Lines holding the string "that" are the ones to copy; find them all in the data.

[Records from a data collection]
◆ ◆ ◆ ◆ ◆ ◆ ◆

// SPDX-License-Identifier: AGPL-3.0-or-later
//! Account registration
//!
//! Unlike the object endpoints, a failed registration carries a
//! human-readable `detail` from the server that is shown to the user as-is.

use reqwest::Client;
use sd_core::{DriveConfig, DriveError, DriveResult};
use serde::{Deserialize, Serialize};
use serde_json::{Map, Value};
use std::fmt;

use crate::transport_error;

const FAILURE: &str = "Registration failed";

#[derive(Clone, Serialize)]
pub struct RegisterRequest {
    pub name: String,
    pub email: String,
    pub password: String,
}

impl fmt::Debug for RegisterRequest {
    fn fmt(&self, f: &mut fmt::Formatter<'_>) -> fmt::Result {
        f.debug_struct("RegisterRequest")
            .field("name", &self.name)
            .field("email", &self.email)
            .field("password", &"<redacted>")
            .finish()
    }
}

/// The created account as echoed back by the server
#[derive(Debug, Clone, Deserialize)]
pub struct RegisteredUser {
    #[serde(default)]
    pub user_id: Option<String>,
    #[serde(default)]
    pub email: Option<String>,
    #[serde(default)]
    pub name: Option<String>,
    #[serde(flatten)]
    pub extra: Map<String, Value>,
}

#[derive(Debug, Clone)]
pub struct AuthClient {
    base_url: String,
    http: Client,
}

impl AuthClient {
    pub fn new(base_url: impl Into<String>) -> Self {
        Self {
            base_url: base_url.into().trim_end_matches('/').to_string(),
            http: Client::new(),
        }
    }

    pub fn from_config(config: &DriveConfig) -> Self {
        Self::new(config.api.base_url.clone())
    }

    pub async fn register(&self, request: &RegisterRequest) -> DriveResult<RegisteredUser> {
        tracing::debug!(email = %request.email, "POST /auth/register");

        let response = self
            .http
            .post(format!("{}/auth/register", self.base_url))
            .json(request)
            .send()
            .await
            .map_err(|e| transport_error(FAILURE, e))?;

        let status = response.status();
        if !status.is_success() {
            let body = response.text().await.unwrap_or_default();
            let message = detail_message(&body).unwrap_or_else(|| FAILURE.to_string());
            tracing::warn!(status = status.as_u16(), %message, "registration rejected");
            return Err(DriveError::request(status.as_u16(), message));
        }

        response.json().await.map_err(|e| transport_error(FAILURE, e))
    }
}

/// Pull `detail` out of an error body. Validation errors carry a list of
/// `{msg}` objects instead of a string.
fn detail_message(body: &str) -> Option<String> {
    let value: Value = serde_json::from_str(body).ok()?;
    match value.get("detail")? {
        Value::String(s) if !s.is_empty() => Some(s.clone()),
        Value::Array(items) => {
            let msgs: Vec<&str> = items
                .iter()
                .filter_map(|item| item.get("msg").and_then(Value::as_str))
                .collect();
            (!msgs.is_empty()).then(|| msgs.join("; "))
        }
        _ => None,
    }
}
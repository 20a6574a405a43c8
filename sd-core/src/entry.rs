// SPDX-License-Identifier: AGPL-3.0-or-later
//! File entries as shown in a listing

use chrono::{DateTime, Utc};
use serde::{Deserialize, Serialize};

use crate::error::DriveResult;
use crate::format::{format_bytes, format_relative_date_with, infer_type};
use crate::record::ObjectRecord;

/// Entry kind
#[derive(Debug, Clone, Copy, PartialEq, Eq, Serialize, Deserialize)]
pub enum EntryKind {
    File,
    Folder,
}

/// Display-ready strings derived from the raw record
#[derive(Debug, Clone, PartialEq, Eq, Serialize, Deserialize)]
pub struct EntryDisplay {
    pub type_label: String,
    pub size_label: String,
    pub modified_label: String,
}

/// A stored object, identified by `object_id`
#[derive(Debug, Clone, PartialEq, Serialize, Deserialize)]
pub struct FileEntry {
    pub object_id: String,
    pub name: String,
    pub kind: EntryKind,
    pub folder: Option<String>,
    /// Zero for folders
    pub size_bytes: u64,
    pub created_at: DateTime<Utc>,
    pub display: EntryDisplay,
}

impl FileEntry {
    /// Validate a server record and derive its display fields relative to `now`
    pub fn from_record(
        record: &ObjectRecord,
        now: DateTime<Utc>,
        date_format: &str,
    ) -> DriveResult<Self> {
        let created_at = record.validate()?;
        let kind = if record.is_folder.unwrap_or(false) {
            EntryKind::Folder
        } else {
            EntryKind::File
        };

        let (size_bytes, type_label, size_label) = match kind {
            EntryKind::Folder => (0, "Folder".to_string(), "—".to_string()),
            EntryKind::File => {
                let size = record.size_bytes.unwrap_or(0);
                (size, infer_type(&record.name), format_bytes(size))
            }
        };

        Ok(Self {
            object_id: record.object_id.clone(),
            name: record.name.clone(),
            kind,
            folder: record.folder.clone(),
            size_bytes,
            created_at,
            display: EntryDisplay {
                type_label,
                size_label,
                modified_label: format_relative_date_with(created_at, now, date_format),
            },
        })
    }

    pub fn is_folder(&self) -> bool {
        self.kind == EntryKind::Folder
    }

    pub fn is_file(&self) -> bool {
        self.kind == EntryKind::File
    }
}

/// Map a whole page of records; one invalid record rejects the page
pub fn map_records(
    records: &[ObjectRecord],
    now: DateTime<Utc>,
    date_format: &str,
) -> DriveResult<Vec<FileEntry>> {
    records
        .iter()
        .map(|r| FileEntry::from_record(r, now, date_format))
        .collect()
}
// SPDX-License-Identifier: AGPL-3.0-or-later
//! Client configuration

use chrono::format::{Item, StrftimeItems};
use directories::ProjectDirs;
use serde::{Deserialize, Serialize};
use std::path::{Path, PathBuf};

use crate::error::{DriveError, DriveResult};
use crate::format::DEFAULT_DATE_FORMAT;

/// Overrides `api.base_url` when set
pub const API_URL_ENV: &str = "SECURE_DRIVE_API_URL";

/// Object API location
#[derive(Debug, Clone, Serialize, Deserialize)]
pub struct ApiConfig {
    #[serde(default = "default_base_url")]
    pub base_url: String,
}

fn default_base_url() -> String {
    "http://localhost:8000/api".to_string()
}

impl Default for ApiConfig {
    fn default() -> Self {
        Self { base_url: default_base_url() }
    }
}

/// Listing presentation
#[derive(Debug, Clone, Serialize, Deserialize)]
pub struct DisplayConfig {
    /// strftime pattern for entries older than a week
    #[serde(default = "default_date_format")]
    pub date_format: String,
    #[serde(default = "default_page_size")]
    pub page_size: u64,
}

fn default_date_format() -> String {
    DEFAULT_DATE_FORMAT.to_string()
}

fn default_page_size() -> u64 {
    50
}

impl Default for DisplayConfig {
    fn default() -> Self {
        Self {
            date_format: default_date_format(),
            page_size: default_page_size(),
        }
    }
}

#[derive(Debug, Clone, Default, Serialize, Deserialize)]
pub struct DriveConfig {
    #[serde(default)]
    pub api: ApiConfig,
    #[serde(default)]
    pub display: DisplayConfig,
}

impl DriveConfig {
    /// Platform config file location, e.g. `~/.config/secure-drive/config.toml`
    pub fn default_path() -> Option<PathBuf> {
        ProjectDirs::from("dev", "securedrive", "secure-drive")
            .map(|dirs| dirs.config_dir().join("config.toml"))
    }

    pub fn from_toml_str(s: &str) -> DriveResult<Self> {
        let config: Self = toml::from_str(s).map_err(|e| DriveError::Config(e.to_string()))?;
        config.validated()
    }

    pub fn load(path: &Path) -> DriveResult<Self> {
        let content = std::fs::read_to_string(path)
            .map_err(|e| DriveError::Config(format!("{}: {}", path.display(), e)))?;
        Self::from_toml_str(&content)
    }

    /// Load `path` (or the default location), falling back to defaults when
    /// the file does not exist. The environment override is applied last.
    pub fn load_or_default(path: Option<&Path>) -> DriveResult<Self> {
        let path = path.map(Path::to_path_buf).or_else(Self::default_path);
        let mut config = match path {
            Some(p) if p.exists() => Self::load(&p)?,
            _ => Self::default(),
        };

        if let Ok(url) = std::env::var(API_URL_ENV) {
            if !url.trim().is_empty() {
                config.api.base_url = url;
            }
        }

        config.validated()
    }

    fn validated(mut self) -> DriveResult<Self> {
        self.api.base_url = self.api.base_url.trim().trim_end_matches('/').to_string();
        if self.api.base_url.is_empty() {
            return Err(DriveError::Config("api.base_url is empty".into()));
        }
        if StrftimeItems::new(&self.display.date_format).any(|i| matches!(i, Item::Error)) {
            return Err(DriveError::Config(format!(
                "invalid display.date_format {:?}",
                self.display.date_format
            )));
        }
        if self.display.page_size == 0 {
            return Err(DriveError::Config("display.page_size must be positive".into()));
        }
        Ok(self)
    }
}
// SPDX-License-Identifier: AGPL-3.0-or-later
//! File list view-model for Secure Drive
//!
//! [`FileViewModel`] owns the state a file listing renders from and is the
//! only thing that mutates it. Presentation code reads [`ViewState`]
//! snapshots and calls back into the view-model's operations.
//!
//! ```text
//! UI event ──► FileViewModel ──► ObjectStore ──► object API
//!                    ▲                 │
//!                    └── FileEntry ◄───┘ (validated + formatted)
//! ```

mod guard;
pub mod state;
pub mod view_model;

#[cfg(test)]
mod testing;

pub use state::ViewState;
pub use view_model::{Clock, FileViewModel, RefreshOutcome};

◆ ◆ ◆ ◆ ◆ ◆ ◆

▶ [The answer]
//! human-readable `detail` from the server that is shown to the user as-is.
//! only thing that mutates it. Presentation code reads [`ViewState`]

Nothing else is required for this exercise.